START DATA IN THIS EXERCISE
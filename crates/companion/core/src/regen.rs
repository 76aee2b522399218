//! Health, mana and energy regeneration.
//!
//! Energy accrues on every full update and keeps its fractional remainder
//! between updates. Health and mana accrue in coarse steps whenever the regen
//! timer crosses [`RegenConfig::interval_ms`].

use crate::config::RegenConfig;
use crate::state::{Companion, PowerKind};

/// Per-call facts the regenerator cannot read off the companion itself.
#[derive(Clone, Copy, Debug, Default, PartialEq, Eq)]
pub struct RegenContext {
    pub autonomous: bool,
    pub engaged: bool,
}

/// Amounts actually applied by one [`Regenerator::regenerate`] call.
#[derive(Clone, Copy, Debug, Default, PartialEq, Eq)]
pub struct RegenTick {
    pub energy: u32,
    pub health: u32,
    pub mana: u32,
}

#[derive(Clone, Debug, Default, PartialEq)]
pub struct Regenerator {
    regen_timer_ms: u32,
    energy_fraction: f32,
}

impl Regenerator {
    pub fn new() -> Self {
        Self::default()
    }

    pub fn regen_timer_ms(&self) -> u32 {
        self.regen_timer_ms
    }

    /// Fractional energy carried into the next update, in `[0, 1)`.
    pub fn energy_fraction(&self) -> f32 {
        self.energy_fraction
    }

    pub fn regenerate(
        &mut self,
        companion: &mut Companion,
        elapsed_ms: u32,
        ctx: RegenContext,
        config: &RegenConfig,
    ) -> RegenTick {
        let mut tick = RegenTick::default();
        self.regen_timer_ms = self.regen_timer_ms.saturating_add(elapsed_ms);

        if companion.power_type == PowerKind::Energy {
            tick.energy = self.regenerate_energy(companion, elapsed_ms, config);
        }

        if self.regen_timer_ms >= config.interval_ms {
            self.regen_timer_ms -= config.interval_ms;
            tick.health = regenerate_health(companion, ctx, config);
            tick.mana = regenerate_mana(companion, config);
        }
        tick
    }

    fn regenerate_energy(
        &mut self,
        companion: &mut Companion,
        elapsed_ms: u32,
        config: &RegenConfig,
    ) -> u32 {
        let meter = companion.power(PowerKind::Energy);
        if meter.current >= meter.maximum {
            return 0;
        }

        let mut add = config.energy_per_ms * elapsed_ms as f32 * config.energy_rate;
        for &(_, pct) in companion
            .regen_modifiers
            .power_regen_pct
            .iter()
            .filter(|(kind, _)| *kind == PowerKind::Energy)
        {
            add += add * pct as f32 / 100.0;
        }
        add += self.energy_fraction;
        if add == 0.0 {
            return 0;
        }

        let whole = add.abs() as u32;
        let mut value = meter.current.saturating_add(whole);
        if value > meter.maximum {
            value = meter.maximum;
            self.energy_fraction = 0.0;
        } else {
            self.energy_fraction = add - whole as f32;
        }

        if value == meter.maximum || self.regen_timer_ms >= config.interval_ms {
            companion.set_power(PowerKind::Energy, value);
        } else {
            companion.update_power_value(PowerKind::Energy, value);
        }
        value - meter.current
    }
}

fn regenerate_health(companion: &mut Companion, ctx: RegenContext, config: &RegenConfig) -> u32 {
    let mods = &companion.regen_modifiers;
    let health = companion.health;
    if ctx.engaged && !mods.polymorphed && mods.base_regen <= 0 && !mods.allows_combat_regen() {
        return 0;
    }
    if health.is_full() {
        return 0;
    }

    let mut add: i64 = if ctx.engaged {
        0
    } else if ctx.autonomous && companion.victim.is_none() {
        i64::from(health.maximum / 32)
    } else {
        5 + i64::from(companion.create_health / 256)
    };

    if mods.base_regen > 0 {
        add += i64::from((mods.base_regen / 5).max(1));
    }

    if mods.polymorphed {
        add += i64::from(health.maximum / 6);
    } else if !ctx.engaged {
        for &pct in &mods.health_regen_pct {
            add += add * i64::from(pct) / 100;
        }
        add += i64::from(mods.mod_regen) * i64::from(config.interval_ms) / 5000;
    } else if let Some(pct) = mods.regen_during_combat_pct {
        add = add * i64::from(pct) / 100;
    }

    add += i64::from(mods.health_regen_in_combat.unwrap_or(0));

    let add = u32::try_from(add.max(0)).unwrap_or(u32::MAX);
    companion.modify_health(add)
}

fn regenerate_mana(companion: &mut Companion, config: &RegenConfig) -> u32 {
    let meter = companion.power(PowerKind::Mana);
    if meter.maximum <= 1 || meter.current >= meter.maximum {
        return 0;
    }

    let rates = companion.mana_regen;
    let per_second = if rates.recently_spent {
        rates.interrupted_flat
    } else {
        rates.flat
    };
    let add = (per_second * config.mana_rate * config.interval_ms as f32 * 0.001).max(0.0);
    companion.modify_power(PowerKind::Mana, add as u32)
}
END DATA IN THIS EXERCISE
START DATA IN THIS EXERCISE
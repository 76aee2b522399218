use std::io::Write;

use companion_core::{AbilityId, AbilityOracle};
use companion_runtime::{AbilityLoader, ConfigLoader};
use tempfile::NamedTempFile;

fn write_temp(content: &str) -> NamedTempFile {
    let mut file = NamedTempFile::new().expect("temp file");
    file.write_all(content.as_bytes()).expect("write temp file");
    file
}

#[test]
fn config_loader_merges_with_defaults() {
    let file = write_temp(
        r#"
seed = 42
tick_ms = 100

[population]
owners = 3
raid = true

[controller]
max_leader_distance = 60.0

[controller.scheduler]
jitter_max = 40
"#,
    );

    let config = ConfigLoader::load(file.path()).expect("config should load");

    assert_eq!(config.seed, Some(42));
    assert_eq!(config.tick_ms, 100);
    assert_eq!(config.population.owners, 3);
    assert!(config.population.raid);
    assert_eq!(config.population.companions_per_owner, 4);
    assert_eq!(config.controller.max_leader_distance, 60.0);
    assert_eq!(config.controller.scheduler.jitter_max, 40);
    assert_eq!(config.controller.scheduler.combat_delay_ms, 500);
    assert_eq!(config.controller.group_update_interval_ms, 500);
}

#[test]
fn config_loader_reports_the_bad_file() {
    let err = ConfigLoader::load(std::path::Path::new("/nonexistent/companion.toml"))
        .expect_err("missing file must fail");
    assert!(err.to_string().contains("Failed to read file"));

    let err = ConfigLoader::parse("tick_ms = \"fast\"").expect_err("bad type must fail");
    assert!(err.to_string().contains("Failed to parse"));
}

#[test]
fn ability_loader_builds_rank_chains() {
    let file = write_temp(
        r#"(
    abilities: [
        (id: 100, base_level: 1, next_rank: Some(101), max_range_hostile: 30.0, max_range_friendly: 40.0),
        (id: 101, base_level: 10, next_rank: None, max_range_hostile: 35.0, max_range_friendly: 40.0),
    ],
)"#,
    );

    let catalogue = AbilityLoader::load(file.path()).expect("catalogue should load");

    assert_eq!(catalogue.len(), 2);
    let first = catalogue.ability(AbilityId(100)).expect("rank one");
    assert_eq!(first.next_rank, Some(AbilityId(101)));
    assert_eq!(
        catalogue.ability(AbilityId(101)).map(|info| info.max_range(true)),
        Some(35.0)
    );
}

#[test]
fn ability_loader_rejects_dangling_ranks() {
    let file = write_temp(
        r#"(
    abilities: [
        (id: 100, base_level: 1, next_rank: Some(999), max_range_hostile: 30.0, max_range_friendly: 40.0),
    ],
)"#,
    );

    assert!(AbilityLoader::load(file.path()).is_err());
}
END DATA IN THIS EXERCISE
Which of the lines above include the string "AbilityId"? Pick them out and copy them.

use companion_core::{AbilityId, AbilityOracle};
    let first = catalogue.ability(AbilityId(100)).expect("rank one");
    assert_eq!(first.next_rank, Some(AbilityId(101)));
        catalogue.ability(AbilityId(101)).map(|info| info.max_range(true)),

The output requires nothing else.